[Work order] Look through the material below and copy exactly the lines from the line with "it did see." to the line with "for path in", those two lines included.

[Provided records]
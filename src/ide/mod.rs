//! Editor-facing entry points.

pub mod goto;

pub use goto::{DeclError, DeclarationSpan, Position, goto_declaration, locate_declaration};
//! Source text positions and ranges.

use std::fmt;

// Re-export from text-size; all spans in the crate use these
pub use text_size::TextRange;
pub use text_size::TextSize;

/// A line and column position in source text.
///
/// Both line and column are 0-indexed internally, but displayed as 1-indexed.
/// Columns count UTF-8 bytes, matching how the engine reports declaration
/// spans to the host editor.
#[derive(Copy, Clone, Eq, PartialEq, Hash, Default)]
pub struct LineCol {
    /// 0-indexed line number
    pub line: u32,
    /// 0-indexed column (in UTF-8 bytes, not characters)
    pub col: u32,
}

impl LineCol {
    /// Create a new LineCol position.
    #[inline]
    pub const fn new(line: u32, col: u32) -> Self {
        Self { line, col }
    }

    /// Create from 1-indexed line and column (as displayed to users).
    #[inline]
    pub const fn from_one_indexed(line: u32, col: u32) -> Self {
        Self {
            line: line.saturating_sub(1),
            col: col.saturating_sub(1),
        }
    }

    /// Get 1-indexed line number (for display).
    #[inline]
    pub const fn line_one_indexed(self) -> u32 {
        self.line + 1
    }

    /// Get 1-indexed column number (for display).
    #[inline]
    pub const fn col_one_indexed(self) -> u32 {
        self.col + 1
    }
}

impl fmt::Debug for LineCol {
    fn fmt(&self, f: &mut fmt::Formatter<'_>) -> fmt::Result {
        write!(f, "{}:{}", self.line_one_indexed(), self.col_one_indexed())
    }
}

impl fmt::Display for LineCol {
    fn fmt(&self, f: &mut fmt::Formatter<'_>) -> fmt::Result {
        write!(f, "{}:{}", self.line_one_indexed(), self.col_one_indexed())
    }
}

/// Index for converting between byte offsets and line/column positions
/// within a single file.
#[derive(Clone, Debug)]
pub struct LineIndex {
    /// Byte offset of the start of each line
    line_starts: Vec<TextSize>,
    /// Total length of the indexed text in bytes
    len: TextSize,
}

impl LineIndex {
    /// Build a line index from source text.
    pub fn new(text: &str) -> Self {
        let mut line_starts = vec![TextSize::from(0)];

        for (offset, c) in text.char_indices() {
            if c == '\n' {
                line_starts.push(TextSize::from((offset + 1) as u32));
            }
        }

        Self {
            line_starts,
            len: TextSize::of(text),
        }
    }

    /// Convert a byte offset to a line/column position.
    pub fn line_col(&self, offset: TextSize) -> LineCol {
        let line = self
            .line_starts
            .partition_point(|&start| start <= offset)
            .saturating_sub(1);

        let line_start = self.line_starts[line];
        let col = offset - line_start;

        LineCol {
            line: line as u32,
            col: col.into(),
        }
    }

    /// Convert a line/column position to a byte offset.
    pub fn offset(&self, line_col: LineCol) -> Option<TextSize> {
        let line_start = self.line_starts.get(line_col.line as usize)?;
        Some(*line_start + TextSize::from(line_col.col))
    }

    /// Total length of the indexed text.
    pub fn len(&self) -> TextSize {
        self.len
    }

    /// Check if the indexed text was empty.
    pub fn is_empty(&self) -> bool {
        self.len == TextSize::from(0)
    }

    /// Get the number of lines.
    pub fn line_count(&self) -> usize {
        self.line_starts.len()
    }
}
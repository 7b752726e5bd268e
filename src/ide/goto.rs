//! The "go to declaration" query.

use std::path::Path;

use smol_str::SmolStr;
use thiserror::Error;
use tracing::debug;

use crate::base::{FileId, LineIndex, TextSize};
use crate::hir::{Resolver, SourceIndex, refine, resolve::ResolveFailure};
use crate::project::PackageLoader;
use crate::syntax::ParseError;

/// A point in a file: byte offset plus 1-based line and column for
/// display.
#[derive(Debug, Clone, Copy, PartialEq, Eq)]
pub struct Position {
    pub offset: TextSize,
    pub line: u32,
    pub column: u32,
}

impl Position {
    fn at(line_index: &LineIndex, offset: TextSize) -> Self {
        let lc = line_index.line_col(offset);
        Self {
            offset,
            line: lc.line_one_indexed(),
            column: lc.col_one_indexed(),
        }
    }
}

impl std::fmt::Display for Position {
    fn fmt(&self, f: &mut std::fmt::Formatter<'_>) -> std::fmt::Result {
        write!(f, "{}:{}", self.line, self.column)
    }
}

/// Where a declaration was found.
#[derive(Debug, Clone, PartialEq, Eq)]
pub struct DeclarationSpan {
    pub file: FileId,
    pub path: String,
    pub start: Position,
    pub end: Position,
}

#[derive(Debug, Error)]
pub enum DeclError {
    #[error(transparent)]
    Parse(#[from] ParseError),
    /// The offset survived clamping but no node covers it. This indicates
    /// an internal inconsistency, not bad input.
    #[error("no syntax node at offset {0}")]
    NoNodeAtOffset(u32),
    #[error("position is not on an identifier")]
    NotAnIdentifier,
    #[error("unresolved identifier `{0}`")]
    UnresolvedIdentifier(SmolStr),
}

impl From<ResolveFailure> for DeclError {
    fn from(err: ResolveFailure) -> Self {
        match err {
            ResolveFailure::NotAnIdentifier => DeclError::NotAnIdentifier,
            ResolveFailure::Unresolved(name) => DeclError::UnresolvedIdentifier(name),
        }
    }
}

/// Find the declaration of the identifier at `offset` in `file`.
///
/// The offset is clamped into the file, the covering node must be an
/// identifier, and the resolved declaration is refined down to the
/// declared name before its span is reported.
pub fn goto_declaration(
    index: &SourceIndex,
    file: FileId,
    offset: TextSize,
) -> Result<DeclarationSpan, DeclError> {
    let offset = index.clamp_offset(file, offset);
    let tree = index.tree(file);
    let node = tree
        .covering_node(offset)
        .ok_or_else(|| DeclError::NoNodeAtOffset(offset.into()))?;
    let name = tree.ident_name(node).ok_or(DeclError::NotAnIdentifier)?;

    let resolver = Resolver::new(index, file);
    let site = resolver.resolve_declaration(node)?;

    let decl_tree = index.tree(site.file);
    let refined = refine(&decl_tree, site.node, name);
    let range = decl_tree.range(refined);
    let line_index = index.line_index(site.file);

    let span = DeclarationSpan {
        file: site.file,
        path: index.path(site.file),
        start: Position::at(&line_index, range.start()),
        end: Position::at(&line_index, range.end()),
    };
    debug!(path = %span.path, start = %span.start, "declaration found");
    Ok(span)
}

/// One-shot query over a single buffer.
///
/// Builds a transient index from `content` (which may be unsaved editor
/// state) plus whatever same-extension siblings of `path` exist on disk,
/// then runs [`goto_declaration`]. The buffer content wins over the
/// on-disk version of `path`.
pub fn locate_declaration(
    path: &Path,
    content: &str,
    offset: TextSize,
) -> Result<DeclarationSpan, DeclError> {
    let index = SourceIndex::new();
    let file = index.add_file(&path.to_string_lossy(), content)?;
    if let Some(dir) = path.parent() {
        PackageLoader::load_siblings(dir, path, &index);
    }
    goto_declaration(&index, file, offset)
}

#[cfg(test)]
mod tests {
    use super::*;

    fn offset_of(src: &str, needle: &str) -> TextSize {
        TextSize::from(src.find(needle).expect("needle in src") as u32)
    }

    #[test]
    fn test_goto_reports_one_based_positions() {
        let src = "package p\nfunc Target() {}\nfunc F() {\n\tTarget()\n}\n";
        let index = SourceIndex::new();
        let file = index.add_file("a.go", src).unwrap();

        let span = goto_declaration(&index, file, offset_of(src, "Target()")).unwrap();
        assert_eq!(span.start.line, 2);
        assert_eq!(span.start.column, 6);
        assert_eq!(span.end.column, 12);
        assert_eq!(span.path, "a.go");
    }

    #[test]
    fn test_goto_on_keyword_is_not_an_identifier() {
        let src = "package p\nfunc F() {\n\treturn\n}\n";
        let index = SourceIndex::new();
        let file = index.add_file("a.go", src).unwrap();

        let err = goto_declaration(&index, file, offset_of(src, "return")).unwrap_err();
        assert!(matches!(err, DeclError::NotAnIdentifier));
    }

    #[test]
    fn test_goto_past_end_of_file_is_clamped() {
        let src = "package p\nvar x = y\nvar y = 1\n";
        let index = SourceIndex::new();
        let file = index.add_file("a.go", src).unwrap();

        // Far past EOF clamps to the last byte (a newline), which is not
        // an identifier; the query degrades gracefully instead of
        // panicking.
        let err = goto_declaration(&index, file, TextSize::from(10_000)).unwrap_err();
        assert!(matches!(err, DeclError::NotAnIdentifier));
    }

    #[test]
    fn test_goto_unresolved_carries_name() {
        let src = "package p\nvar x = missing\n";
        let index = SourceIndex::new();
        let file = index.add_file("a.go", src).unwrap();

        let err = goto_declaration(&index, file, offset_of(src, "missing")).unwrap_err();
        match err {
            DeclError::UnresolvedIdentifier(name) => assert_eq!(name.as_str(), "missing"),
            other => panic!("unexpected error: {other}"),
        }
    }

    #[test]
    fn test_locate_declaration_single_buffer() {
        let src = "package p\nvar answer = 42\nvar twice = answer + answer\n";
        let span =
            locate_declaration(Path::new("/no-such-dir/a.go"), src, offset_of(src, "answer +"))
                .unwrap();
        assert_eq!(span.start.line, 2);
        assert_eq!(span.start.column, 5);
    }
}
//! Loading the rest of a package from disk.

use std::path::Path;

use tracing::warn;

use crate::hir::SourceIndex;

/// Feeds the on-disk siblings of a queried file into a [`SourceIndex`],
/// so package-level names declared in other files of the directory
/// resolve too.
pub struct PackageLoader;

impl PackageLoader {
    /// Add every file in `dir` sharing `skip`'s extension, except `skip`
    /// itself (its buffer content is already indexed).
    ///
    /// Per-file failures are logged and skipped; a half-loaded package
    /// still answers queries for the names it did see.
    pub fn load_siblings(dir: &Path, skip: &Path, index: &SourceIndex) {
        let entries = match std::fs::read_dir(dir) {
            Ok(entries) => entries,
            Err(err) => {
                warn!(dir = %dir.display(), %err, "cannot read package directory");
                return;
            }
        };

        let mut paths: Vec<_> = entries
            .flatten()
            .map(|entry| entry.path())
            .filter(|path| path.extension() == skip.extension() && path.as_path() != skip)
            .collect();
        // Directory iteration order is OS-dependent; sorting keeps the
        // index order, and with it cross-file tie-breaks, stable.
        paths.sort();

        for path in paths {
            let content = match std::fs::read_to_string(&path) {
                Ok(content) => content,
                Err(err) => {
                    warn!(path = %path.display(), %err, "skipping unreadable sibling");
                    continue;
                }
            };
            if let Err(err) = index.add_file(&path.to_string_lossy(), &content) {
                warn!(path = %path.display(), %err, "skipping unparseable sibling");
            }
        }
    }
}

#[cfg(test)]
mod tests {
    use super::*;

    #[test]
    fn test_loads_siblings_and_skips_broken_ones() {
        let dir = tempfile::tempdir().unwrap();
        let main = dir.path().join("main.go");
        std::fs::write(&main, "package p\nfunc F() {}\n").unwrap();
        std::fs::write(dir.path().join("util.go"), "package p\nvar x int\n").unwrap();
        std::fs::write(dir.path().join("broken.go"), "func {").unwrap();
        std::fs::write(dir.path().join("notes.txt"), "not source").unwrap();

        let index = SourceIndex::new();
        index
            .add_file(&main.to_string_lossy(), "package p\nfunc F() {}\n")
            .unwrap();
        PackageLoader::load_siblings(dir.path(), &main, &index);

        // main.go (already present) + util.go; broken.go and notes.txt
        // are skipped.
        assert_eq!(index.len(), 2);
    }

    #[test]
    fn test_missing_directory_is_not_fatal() {
        let index = SourceIndex::new();
        PackageLoader::load_siblings(Path::new("/nonexistent-dir"), Path::new("a.go"), &index);
        assert!(index.is_empty());
    }
}
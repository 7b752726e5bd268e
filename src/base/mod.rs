//! Foundation types for the resolution engine.
//!
//! This module provides fundamental types used throughout the crate:
//! - [`FileId`] - Interned file identifiers
//! - [`TextRange`], [`TextSize`] - Source positions
//! - [`LineCol`], [`LineIndex`] - Line/column conversion
//! - [`Name`], [`Interner`] - Identifier interning
//!
//! This module has NO dependencies on other gosource modules.

mod file_id;
mod intern;
mod span;

pub use file_id::FileId;
pub use intern::{Interner, Name};
pub use span::{LineCol, LineIndex, TextRange, TextSize};

// Re-export text-size types for convenience
pub use text_size;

[Task response]
    /// still answers queries for the names it did see.
    pub fn load_siblings(dir: &Path, skip: &Path, index: &SourceIndex) {
        let entries = match std::fs::read_dir(dir) {
            Ok(entries) => entries,
            Err(err) => {
                warn!(dir = %dir.display(), %err, "cannot read package directory");
                return;
            }
        };

        let mut paths: Vec<_> = entries
            .flatten()
            .map(|entry| entry.path())
            .filter(|path| path.extension() == skip.extension() && path.as_path() != skip)
            .collect();
        // Directory iteration order is OS-dependent; sorting keeps the
        // index order, and with it cross-file tie-breaks, stable.
        paths.sort();

        for path in paths {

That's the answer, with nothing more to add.